Solo ieri la società del benessere prometteva il risarcimento di sofferenze accumulate nei secoli. Lo sviluppo economico e tecnologico, si pensava, avrebbe dischiuso un’età nuova,  in cui sarebbe stato lecito godere di frutti così a lungo sospirati. Anziché lavorare duramente, per concedere un futuro migliore ai figli, ciascuno avrebbe colto quel che la vita offre, realizzando un diritto finora ingiustamente conculcato.

Solo ieri l’abbondanza straripante di merci e servizi, di cui l’industria e le istituzioni inondavano il sociale, forniva la rassicurazione che nessuno, nei confini della nostra civiltà, sarebbe più rimasto privo del necessario per vivere. Tutt’al più, al di là di quei confini, turbe innumerevoli premevano per godere dello stesso privilegio, e un ragionevole calcolo suggeriva che non ce ne sarebbe stato per tutti. Ma intanto, finché le cose in qualche modo andavano, si preferiva rimuovere il problema, rinviando a un indefinito domani quel che nell’oggi era possibile scansare.

Solo ieri nell’ottundimento dei consumi si assopivano tensioni ideali e scontri ideologici, conflitti di classe e di coscienza, domande esistenziali e pensiero critico. Un confortevole torpore era calato sui drammi da cui la vicenda umana era stata fin qui segnata: una caligine avvolgente a cui veniva dato il nome di postmoderno. L’idea che gli uomini andassero educati a esser tali pareva un residuo metafisico di cui finalmente liberarsi.

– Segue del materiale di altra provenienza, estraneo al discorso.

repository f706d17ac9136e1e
mod common;
mod routing;
use std::sync::Arc;

use axum::body::Body;
use axum::extract::{Query, State};
use axum::http::{header, Request, StatusCode};
use axum::response::IntoResponse;
use axum::Json;
use serde_json::json;
use tower::ServiceExt;

use super::common::*;
use crate::prediction::domain::ApplicantForm;
use crate::prediction::encoding::FEATURE_COLUMNS;
use crate::prediction::model::LoadedModel;
use crate::prediction::router::{predict_handler, PredictQuery};
use crate::prediction::{prediction_router, LoanRiskService, RiskScorer};

fn json_request(uri: &str, form: &ApplicantForm) -> Request<Body> {
    Request::post(uri)
        .header(header::CONTENT_TYPE, "application/json")
        .body(Body::from(serde_json::to_vec(form).expect("form serializes")))
        .expect("request builds")
}

#[tokio::test]
async fn predict_handler_returns_verdict_and_percentage() {
    let service = Arc::new(build_service());

    let response = predict_handler::<LoadedModel>(
        State(service),
        Query(PredictQuery::default()),
        Ok(Json(scenario_form())),
    )
    .await
    .into_response();

    assert_eq!(response.status(), StatusCode::OK);
    let payload = read_json_body(response).await;
    assert_eq!(payload["label"], 0);
    assert_eq!(payload["verdict"], "Low Risk Applicant");
    assert_eq!(payload["probability_percent"], "28.91%");
    assert!(payload.get("features").is_none());
}

#[tokio::test]
async fn predict_route_can_include_ordered_features() {
    let response = router()
        .oneshot(json_request(
            "/api/v1/loan/predict?include_features=true",
            &stretched_form(),
        ))
        .await
        .expect("route executes");

    assert_eq!(response.status(), StatusCode::OK);
    let payload = read_json_body(response).await;
    assert_eq!(payload["label"], 1);
    assert_eq!(payload["verdict"], "High Risk of Default");
    let features = payload["features"].as_object().expect("features object");
    assert_eq!(features.len(), FEATURE_COLUMNS.len());
    assert_eq!(features["EmploymentType_Unemployed"], 1.0);
}

#[tokio::test]
async fn predict_route_rejects_unknown_categories() {
    let form = ApplicantForm {
        education: "Bootcamp".to_string(),
        ..scenario_form()
    };

    let response = router()
        .oneshot(json_request("/api/v1/loan/predict", &form))
        .await
        .expect("route executes");

    assert_eq!(response.status(), StatusCode::UNPROCESSABLE_ENTITY);
    let payload = read_json_body(response).await;
    assert_eq!(payload["field"], "Education");
    assert!(payload["error"]
        .as_str()
        .expect("error message")
        .contains("Bootcamp"));
}

#[tokio::test]
async fn encode_route_returns_feature_vector_in_model_order() {
    let response = router()
        .oneshot(json_request("/api/v1/loan/encode", &scenario_form()))
        .await
        .expect("route executes");

    assert_eq!(response.status(), StatusCode::OK);
    let body = read_text_body(response).await;
    let age = body.find("\"Age\"").expect("Age present");
    let purpose = body.find("\"Purpose_Other\"").expect("Purpose_Other present");
    assert!(age < purpose);
    assert!(body.contains("\"Education_Bachelor's\":1.0"));
}

#[tokio::test]
async fn form_page_renders_with_defaults() {
    let response = router()
        .oneshot(Request::get("/").body(Body::empty()).expect("request builds"))
        .await
        .expect("route executes");

    assert_eq!(response.status(), StatusCode::OK);
    let html = read_text_body(response).await;
    assert!(html.contains("Loan Default Prediction System"));
    assert!(html.contains("Predict Loan Risk"));
}

#[tokio::test]
async fn form_submission_renders_result_panel() {
    let body = "Age=30&Income=50000&LoanAmount=20000&CreditScore=650&MonthsEmployed=12\
        &NumCreditLines=2&InterestRate=10.0&LoanTerm=36&DTIRatio=0.3&HasMortgage=No\
        &HasDependents=No&HasCoSigner=No&Education=Bachelor%27s&EmploymentType=Full-time\
        &MaritalStatus=Divorced&LoanPurpose=Home";

    let response = router()
        .oneshot(
            Request::post("/")
                .header(header::CONTENT_TYPE, "application/x-www-form-urlencoded")
                .body(Body::from(body))
                .expect("request builds"),
        )
        .await
        .expect("route executes");

    assert_eq!(response.status(), StatusCode::OK);
    let html = read_text_body(response).await;
    assert!(html.contains("Low Risk Applicant"));
    assert!(html.contains("Default Probability: <strong>28.91%</strong>"));
}

#[tokio::test]
async fn form_submission_with_bad_choice_shows_validation_message() {
    let body = "Age=30&Income=50000&LoanAmount=20000&CreditScore=650&MonthsEmployed=12\
        &NumCreditLines=2&InterestRate=10.0&LoanTerm=36&DTIRatio=0.3&HasMortgage=Maybe\
        &HasDependents=No&HasCoSigner=No&Education=PhD&EmploymentType=Full-time\
        &MaritalStatus=Divorced&LoanPurpose=Home";

    let response = router()
        .oneshot(
            Request::post("/")
                .header(header::CONTENT_TYPE, "application/x-www-form-urlencoded")
                .body(Body::from(body))
                .expect("request builds"),
        )
        .await
        .expect("route executes");

    assert_eq!(response.status(), StatusCode::UNPROCESSABLE_ENTITY);
    let html = read_text_body(response).await;
    assert!(html.contains("HasMortgage has value &#39;Maybe&#39;"));
    assert!(!html.contains("Default Probability"));
}

fn raw_json_request(uri: &str, payload: &serde_json::Value) -> Request<Body> {
    Request::post(uri)
        .header(header::CONTENT_TYPE, "application/json")
        .body(Body::from(payload.to_string()))
        .expect("request builds")
}

fn form_request(body: &'static str) -> Request<Body> {
    Request::post("/")
        .header(header::CONTENT_TYPE, "application/x-www-form-urlencoded")
        .body(Body::from(body))
        .expect("request builds")
}

fn scenario_payload() -> serde_json::Value {
    serde_json::to_value(scenario_form()).expect("form serializes")
}

/// Router over a classifier that reports a label outside {0, 1}.
fn faulty_router() -> axum::Router {
    let classifier = MulticlassClassifier(FixedClassifier::new([0.3, 0.7]));
    let scorer = RiskScorer::new(Arc::new(classifier)).expect("schema matches");
    prediction_router(Arc::new(LoanRiskService::new(scorer)))
}

#[tokio::test]
async fn predict_route_reports_fractional_whole_numbers_as_json() {
    let mut payload = scenario_payload();
    payload["Age"] = json!(30.5);

    let response = router()
        .oneshot(raw_json_request("/api/v1/loan/predict", &payload))
        .await
        .expect("route executes");

    assert_eq!(response.status(), StatusCode::UNPROCESSABLE_ENTITY);
    let body = read_json_body(response).await;
    assert_eq!(body["field"], "Age");
    assert!(body["error"]
        .as_str()
        .expect("error message")
        .contains("could not be read"));
}

#[tokio::test]
async fn predict_route_reports_negative_age_as_out_of_range() {
    let mut payload = scenario_payload();
    payload["Age"] = json!(-1);

    let response = router()
        .oneshot(raw_json_request("/api/v1/loan/predict", &payload))
        .await
        .expect("route executes");

    assert_eq!(response.status(), StatusCode::UNPROCESSABLE_ENTITY);
    let body = read_json_body(response).await;
    assert_eq!(body["field"], "Age");
    assert_eq!(body["error"], "Age must be between 18 and 100 (found -1)");
}

#[tokio::test]
async fn encode_route_reports_malformed_json_with_error_shape() {
    let response = router()
        .oneshot(
            Request::post("/api/v1/loan/encode")
                .header(header::CONTENT_TYPE, "application/json")
                .body(Body::from("{\"Age\": "))
                .expect("request builds"),
        )
        .await
        .expect("route executes");

    assert_eq!(response.status(), StatusCode::UNPROCESSABLE_ENTITY);
    let body = read_json_body(response).await;
    assert!(body["error"].is_string());
    assert!(body.get("field").is_some());
}

#[tokio::test]
async fn form_submission_with_blank_number_rerenders_page() {
    let response = router()
        .oneshot(form_request(
            "Age=&Income=50000&LoanAmount=20000&CreditScore=650&MonthsEmployed=12\
             &NumCreditLines=2&InterestRate=10.0&LoanTerm=36&DTIRatio=0.3&HasMortgage=No\
             &HasDependents=No&HasCoSigner=No&Education=PhD&EmploymentType=Full-time\
             &MaritalStatus=Divorced&LoanPurpose=Home",
        ))
        .await
        .expect("route executes");

    assert_eq!(response.status(), StatusCode::UNPROCESSABLE_ENTITY);
    let html = read_text_body(response).await;
    assert!(html.contains("Loan Default Prediction System"));
    assert!(html.contains("submission could not be read"));
    assert!(!html.contains("Default Probability"));
}

#[tokio::test]
async fn predict_route_returns_server_error_when_scoring_fails() {
    let response = faulty_router()
        .oneshot(json_request("/api/v1/loan/predict", &scenario_form()))
        .await
        .expect("route executes");

    assert_eq!(response.status(), StatusCode::INTERNAL_SERVER_ERROR);
    let body = read_json_body(response).await;
    assert!(body.get("field").is_none());
    assert!(body["error"]
        .as_str()
        .expect("error message")
        .contains("non-binary label 2"));
}

#[tokio::test]
async fn form_submission_shows_unavailable_message_when_scoring_fails() {
    let response = faulty_router()
        .oneshot(form_request(
            "Age=30&Income=50000&LoanAmount=20000&CreditScore=650&MonthsEmployed=12\
             &NumCreditLines=2&InterestRate=10.0&LoanTerm=36&DTIRatio=0.3&HasMortgage=No\
             &HasDependents=No&HasCoSigner=No&Education=PhD&EmploymentType=Full-time\
             &MaritalStatus=Divorced&LoanPurpose=Home",
        ))
        .await
        .expect("route executes");

    assert_eq!(response.status(), StatusCode::INTERNAL_SERVER_ERROR);
    let html = read_text_body(response).await;
    assert!(html.contains("prediction is temporarily unavailable"));
    assert!(!html.contains("Default Probability"));
}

Solo ieri si invitava a prender atto della morte di Dio e del venir meno di ogni valore, si proclamava il sì a una terra che intanto si depredava, si rendeva nei fatti testimonianza al nulla. Come la gente comune usciva coi carrelli stracolmi dai supermercati, così i sapienti, immemori di sé, scambiavano la loro missione per un privilegio ozioso. Ciascuno pareva chiedersi: cosa posso ancora godere della vita fuggevole che mi scorre innanzi?

Solo ieri tutto ciò. Ma, come se un’eternità fosse trascorsa, vediamo le dure e amorevoli leggi che in ogni tempo regolano la vita punire la stoltezza di chi le ha così disinvoltamente infrante. Viene da pensare a quel capolavoro di saggezza che è Pinocchio e alla sua avventura nel Paese dei Balocchi. I ragazzi, che sono accorsi a frotte al richiamo di un luogo dove non si studia né si lavora, si risvegliano un giorno trasformati in asini, e sono venduti come animali da fatica.

Potremo evitare una sorte infausta, non senza pagare un prezzo, prendendo coscienza di quel che è in realtà avvenuto, di quale seduzione ci abbia alienato le nostre radici, di quali condizioni vi ci possano ricondurre. Dovremo dire grazie, se ciò accadrà, a quanti non hanno perso il lume dell’intelletto, remando con fatica controcorrente, e hanno conservato la fede, anche se talora non avrebbero saputo dire in cosa; agli studiosi, innanzitutto, che non hanno rinunciato a percorrere le vie di una vera sapienza; alle famiglie che hanno continuato, nonostante tutto, a educare i figli; a quanti, in ruoli pubblici e privati, hanno sentito di doversi mantenere onesti. A tutti costoro, eroi per lo più anonimi di questo nostro tempo, va tutta la nostra gratitudine.